Interaction of an amphiphilic squalenoyl prodrug of gemcitabine with cellular membranes.

ABSTRACT

We have designed an amphiphilic prodrug of the anticancer agent gemcitabine (dFdC), by covalent coupling to squalene. This bioconjugate, which self-assembled into nanoparticles (NPs) in water, was previously found to display an impressive anticancer activity both in vitro and in vivo. The present study aims to investigate the impact of SQdFdC nanoparticles on cellular membranes. MTT assays showed that, in the nanomolar range, squalenoyl gemcitabine (SQdFdC) was slightly less active than dFdC on a panel of human cancer cell lines, in vitro. However, above 10 µmol L(-1) SQdFdC was considerably more cytotoxic than dFdC. Contrarily to its parent drug, SQdFdC also induced cell lysis in a few hours, as evidenced by LDH release assays. Erythrocytes were used as an experimental model insensitive to the antimetabolic activity of dFdC to further investigate the putative membrane-related cytotoxic activity of SQdFdC. The bioconjugate also induced hemolysis in a time- and dose-dependent fashion, unlike squalene or dFdC, which clearly proved that SQdFdC could permeabilize cellular membranes.
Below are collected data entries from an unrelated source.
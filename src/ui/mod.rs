/// UI widgets
///
/// - `canvas.rs` - the annotation surface (drawing + event adaptation)

pub mod canvas;
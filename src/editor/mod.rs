/// Interactive annotation editor core
///
/// This module handles the editor state machine and its in-memory
/// annotation store:
/// - State machine driven by pointer/keyboard transitions (this file)
/// - Annotation Store Client with save bookkeeping (store.rs)
///
/// The editor is headless: it works entirely in image pixel space and
/// never touches the render surface, so every transition is testable
/// without a pointing device. The UI adapter converts display coordinates
/// (already clamped to the canvas) before calling in.

pub mod store;

use crate::geometry::{Point, Rect};
use crate::state::data::Annotation;
use store::{AnnotationStore, SaveBatch};

/// The editor's interaction state.
///
/// The rectangle tool is single-shot: arming it allows exactly one draw
/// gesture, after which the tool disarms again.
#[derive(Debug, Clone, Copy, PartialEq)]
pub enum EditorState {
    /// Nothing selected, no tool armed
    Idle,
    /// Rectangle tool selected, waiting for a draw gesture
    ToolArmed,
    /// Active drag creating a new rectangle
    Drawing { anchor: Point, provisional: Rect },
    /// An existing rectangle is the active selection
    Selected { id: i64 },
}

/// An in-progress move gesture on the selected rectangle
#[derive(Debug, Clone, Copy)]
struct MoveDrag {
    id: i64,
    /// Pointer offset from the rectangle's top-left at grab time
    grab_dx: f64,
    grab_dy: f64,
    /// Last position that passed the collision check
    last_valid: Rect,
}

/// The editor state machine plus the store it mutates
#[derive(Debug)]
pub struct Editor {
    store: AnnotationStore,
    state: EditorState,
    drag: Option<MoveDrag>,
}

impl Editor {
    pub fn new() -> Self {
        Self {
            store: AnnotationStore::new(),
            state: EditorState::Idle,
            drag: None,
        }
    }

    /// Seed the editor with the stored annotation set for an image.
    /// Loaded rectangles are accepted as-is, even if they already overlap.
    pub fn load_image(&mut self, image_id: i64, annotations: Vec<Annotation>) {
        self.store.load(image_id, annotations);
        self.state = EditorState::Idle;
        self.drag = None;
    }

    pub fn state(&self) -> EditorState {
        self.state
    }

    pub fn store(&self) -> &AnnotationStore {
        &self.store
    }

    /// The active selection, if any
    pub fn selection(&self) -> Option<i64> {
        match self.state {
            EditorState::Selected { id } => Some(id),
            _ => None,
        }
    }

    /// The in-progress rectangle during a draw gesture, if any
    pub fn provisional(&self) -> Option<Rect> {
        match self.state {
            EditorState::Drawing { provisional, .. } => Some(provisional),
            _ => None,
        }
    }

    pub fn is_tool_armed(&self) -> bool {
        self.state() == EditorState::ToolArmed
    }

    /// Arm the single-shot rectangle tool. Ignored mid-gesture.
    pub fn arm_rectangle_tool(&mut self) {
        match self.state {
            EditorState::Idle | EditorState::Selected { .. } | EditorState::ToolArmed => {
                self.state = EditorState::ToolArmed;
                self.drag = None;
            }
            EditorState::Drawing { .. } => {}
        }
    }

    /// Pointer pressed at an image-space position
    pub fn pointer_down(&mut self, p: Point) {
        match self.state {
            EditorState::ToolArmed => {
                // Landing on an existing shape suppresses drawing and
                // selects it instead, so overlapping a shape never starts
                // a new draw.
                if let Some(id) = self.store.hit_test(p) {
                    self.select_and_grab(id, p);
                } else {
                    self.state = EditorState::Drawing {
                        anchor: p,
                        provisional: Rect::from_corners(p, p),
                    };
                }
            }
            EditorState::Idle | EditorState::Selected { .. } => {
                match self.store.hit_test(p) {
                    Some(id) => self.select_and_grab(id, p),
                    None => {
                        self.state = EditorState::Idle;
                        self.drag = None;
                    }
                }
            }
            EditorState::Drawing { .. } => {}
        }
    }

    /// Pointer moved to an image-space position
    pub fn pointer_move(&mut self, p: Point) {
        match self.state {
            EditorState::Drawing { anchor, .. } => {
                self.state = EditorState::Drawing {
                    anchor,
                    provisional: Rect::from_corners(anchor, p),
                };
            }
            EditorState::Selected { .. } => {
                if let Some(drag) = self.drag {
                    self.move_selection(drag, p);
                }
            }
            _ => {}
        }
    }

    /// Pointer released at an image-space position
    pub fn pointer_up(&mut self, p: Point) {
        match self.state {
            EditorState::Drawing { anchor, .. } => {
                let finalized = Rect::from_corners(anchor, p);
                // A click with no drag yields a degenerate rectangle;
                // reject it instead of storing a zero-area annotation.
                if finalized.is_valid() {
                    let id = self.store.add(finalized);
                    self.state = EditorState::Selected { id };
                } else {
                    eprintln!("⚠️  Discarding zero-size rectangle at ({}, {})", p.x, p.y);
                    self.state = EditorState::Idle;
                }
            }
            EditorState::Selected { .. } => {
                self.drag = None;
            }
            _ => {}
        }
    }

    /// Delete the active selection (Delete key or toolbar action).
    /// Returns false when nothing is selected.
    pub fn delete_selected(&mut self) -> bool {
        match self.state {
            EditorState::Selected { id } => {
                self.store.remove(id);
                self.state = EditorState::Idle;
                self.drag = None;
                true
            }
            _ => false,
        }
    }

    /// Reconcile after a successful batch save: the store swaps
    /// placeholder IDs for assigned ones, and the selection follows.
    pub fn apply_saved(&mut self, batch: &SaveBatch, assigned: &[(i64, i64)]) {
        self.store.apply_saved(batch, assigned);
        if let EditorState::Selected { id } = self.state {
            if let Some(&(_, real_id)) = assigned.iter().find(|(placeholder, _)| *placeholder == id)
            {
                self.state = EditorState::Selected { id: real_id };
            }
        }
    }

    fn select_and_grab(&mut self, id: i64, p: Point) {
        if let Some(annotation) = self.store.get(id) {
            let rect = annotation.rect();
            self.drag = Some(MoveDrag {
                id,
                grab_dx: p.x - rect.x,
                grab_dy: p.y - rect.y,
                last_valid: rect,
            });
            self.state = EditorState::Selected { id };
        }
    }

    /// One incremental move step. Each step is validated independently:
    /// a candidate that overlaps any other rectangle is rejected and the
    /// shape stays at its last valid position.
    fn move_selection(&mut self, drag: MoveDrag, p: Point) {
        let candidate = drag
            .last_valid
            .at(Point::new(p.x - drag.grab_dx, p.y - drag.grab_dy));

        if self.store.collides_with_others(drag.id, &candidate) {
            return;
        }

        if self.store.update(drag.id, candidate) {
            self.drag = Some(MoveDrag {
                last_valid: candidate,
                ..drag
            });
        }
    }
}

impl Default for Editor {
    fn default() -> Self {
        Self::new()
    }
}

#[cfg(test)]
mod tests {
    use super::*;

    fn editor_with_two_rects() -> Editor {
        let mut editor = Editor::new();
        editor.load_image(
            7,
            vec![
                Annotation::new(1, 7, Rect::new(0.0, 0.0, 10.0, 10.0)),
                Annotation::new(2, 7, Rect::new(20.0, 20.0, 10.0, 10.0)),
            ],
        );
        editor
    }

    #[test]
    fn test_draw_gesture_creates_and_selects_rectangle() {
        let mut editor = Editor::new();
        editor.load_image(7, vec![]);

        editor.arm_rectangle_tool();
        editor.pointer_down(Point::new(10.0, 10.0));
        assert!(matches!(editor.state(), EditorState::Drawing { .. }));

        editor.pointer_move(Point::new(30.0, 25.0));
        assert_eq!(editor.provisional(), Some(Rect::new(10.0, 10.0, 20.0, 15.0)));

        editor.pointer_up(Point::new(30.0, 25.0));
        assert_eq!(editor.store().all().len(), 1);
        let id = editor.selection().expect("new rectangle should be selected");
        assert_eq!(editor.store().get(id).unwrap().rect(), Rect::new(10.0, 10.0, 20.0, 15.0));
    }

    #[test]
    fn test_draw_gesture_in_any_direction() {
        let mut editor = Editor::new();
        editor.load_image(7, vec![]);

        editor.arm_rectangle_tool();
        editor.pointer_down(Point::new(30.0, 25.0));
        editor.pointer_move(Point::new(10.0, 10.0)); // drag up-left
        editor.pointer_up(Point::new(10.0, 10.0));

        let id = editor.selection().unwrap();
        assert_eq!(editor.store().get(id).unwrap().rect(), Rect::new(10.0, 10.0, 20.0, 15.0));
    }

    #[test]
    fn test_zero_size_draw_is_rejected() {
        let mut editor = Editor::new();
        editor.load_image(7, vec![]);

        editor.arm_rectangle_tool();
        editor.pointer_down(Point::new(10.0, 10.0));
        editor.pointer_up(Point::new(10.0, 10.0));

        assert!(editor.store().all().is_empty());
        assert_eq!(editor.state(), EditorState::Idle);
    }

    #[test]
    fn test_tool_is_single_shot() {
        let mut editor = Editor::new();
        editor.load_image(7, vec![]);

        editor.arm_rectangle_tool();
        editor.pointer_down(Point::new(0.0, 0.0));
        editor.pointer_up(Point::new(10.0, 10.0));
        assert!(!editor.is_tool_armed());

        // Without re-arming, a press on empty canvas clears selection
        // instead of starting a new draw.
        editor.pointer_down(Point::new(50.0, 50.0));
        assert_eq!(editor.state(), EditorState::Idle);
        assert_eq!(editor.store().all().len(), 1);
    }

    #[test]
    fn test_pointer_down_on_existing_shape_suppresses_drawing() {
        let mut editor = editor_with_two_rects();

        editor.arm_rectangle_tool();
        editor.pointer_down(Point::new(5.0, 5.0));

        assert_eq!(editor.selection(), Some(1));
        assert_eq!(editor.store().all().len(), 2);
    }

    #[test]
    fn test_move_with_collision_is_rejected() {
        let mut editor = editor_with_two_rects();

        // Grab rectangle 1 at its center and drag it onto rectangle 2
        editor.pointer_down(Point::new(5.0, 5.0));
        assert_eq!(editor.selection(), Some(1));
        editor.pointer_move(Point::new(20.0, 20.0)); // candidate (15,15,10,10)
        editor.pointer_up(Point::new(20.0, 20.0));

        // Rejected: rectangle 1 stays at its pre-drag position
        assert_eq!(editor.store().get(1).unwrap().rect(), Rect::new(0.0, 0.0, 10.0, 10.0));
    }

    #[test]
    fn test_move_without_collision_commits() {
        let mut editor = editor_with_two_rects();

        editor.pointer_down(Point::new(5.0, 5.0));
        editor.pointer_move(Point::new(30.0, 5.0)); // candidate (25,0,10,10)
        editor.pointer_up(Point::new(30.0, 5.0));

        assert_eq!(editor.store().get(1).unwrap().rect(), Rect::new(25.0, 0.0, 10.0, 10.0));
    }

    #[test]
    fn test_each_move_step_is_validated_independently() {
        let mut editor = editor_with_two_rects();

        editor.pointer_down(Point::new(5.0, 5.0));
        // First step collides and is rejected...
        editor.pointer_move(Point::new(25.0, 25.0));
        assert_eq!(editor.store().get(1).unwrap().rect(), Rect::new(0.0, 0.0, 10.0, 10.0));
        // ...the next step is clear and commits from the last valid spot.
        editor.pointer_move(Point::new(40.0, 5.0));
        editor.pointer_up(Point::new(40.0, 5.0));
        assert_eq!(editor.store().get(1).unwrap().rect(), Rect::new(35.0, 0.0, 10.0, 10.0));
    }

    #[test]
    fn test_delete_removes_selection_and_returns_to_idle() {
        let mut editor = editor_with_two_rects();

        editor.pointer_down(Point::new(5.0, 5.0));
        assert!(editor.delete_selected());

        assert_eq!(editor.state(), EditorState::Idle);
        assert!(editor.store().get(1).is_none());
        assert_eq!(editor.store().all().len(), 1);
    }

    #[test]
    fn test_delete_with_no_selection_is_a_noop() {
        let mut editor = editor_with_two_rects();
        assert!(!editor.delete_selected());
        assert_eq!(editor.store().all().len(), 2);
    }

    #[test]
    fn test_selection_retargets_and_clears() {
        let mut editor = editor_with_two_rects();

        editor.pointer_down(Point::new(5.0, 5.0));
        editor.pointer_up(Point::new(5.0, 5.0));
        assert_eq!(editor.selection(), Some(1));

        editor.pointer_down(Point::new(25.0, 25.0));
        editor.pointer_up(Point::new(25.0, 25.0));
        assert_eq!(editor.selection(), Some(2));

        editor.pointer_down(Point::new(90.0, 90.0));
        assert_eq!(editor.selection(), None);
        assert_eq!(editor.state(), EditorState::Idle);
    }

    #[test]
    fn test_apply_saved_keeps_selection_on_renamed_annotation() {
        let mut editor = Editor::new();
        editor.load_image(7, vec![]);

        editor.arm_rectangle_tool();
        editor.pointer_down(Point::new(0.0, 0.0));
        editor.pointer_up(Point::new(10.0, 10.0));
        let placeholder = editor.selection().unwrap();
        assert!(placeholder < 0);

        let batch = editor.store().save_batch();
        editor.apply_saved(&batch, &[(placeholder, 42)]);
        assert_eq!(editor.selection(), Some(42));
        assert!(editor.delete_selected());
    }

    #[test]
    fn test_load_accepts_already_overlapping_rectangles() {
        let mut editor = Editor::new();
        editor.load_image(
            7,
            vec![
                Annotation::new(1, 7, Rect::new(0.0, 0.0, 10.0, 10.0)),
                Annotation::new(2, 7, Rect::new(5.0, 5.0, 10.0, 10.0)),
            ],
        );
        // Legacy overlap is accepted as-is; only moves are checked.
        assert_eq!(editor.store().all().len(), 2);
    }

    #[test]
    fn test_draw_may_finish_over_existing_shape() {
        // The collision policy applies to moves only: a draw gesture that
        // starts on empty canvas may still end overlapping another shape.
        let mut editor = editor_with_two_rects();

        editor.arm_rectangle_tool();
        editor.pointer_down(Point::new(15.0, 15.0));
        editor.pointer_move(Point::new(25.0, 25.0));
        editor.pointer_up(Point::new(25.0, 25.0));

        assert_eq!(editor.store().all().len(), 3);
    }
}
Structural X-ray diffraction and calorimetry studies were conducted in order to elucidate the mechanism accounting for these observations. They confirmed that SQdFdC could be transferred from NPs to phospholipid bilayers and that the insertion of the prodrug within model membranes resulted in the formation of nonlamellar structures, which are known to promote membrane leakage. As a whole, our results suggested that due to its amphiphilic nature, the cell uptake of SQdFdC resulted in its insertion into cellular membranes, which could lead to the formation of nonlamellar structures and to membrane permeation. Whether this mechanism could be the source of toxicity in vivo, however, remains to be established, since preclinical studies have clearly proven that squalenoyl gemcitabine displayed a good toxicity profile.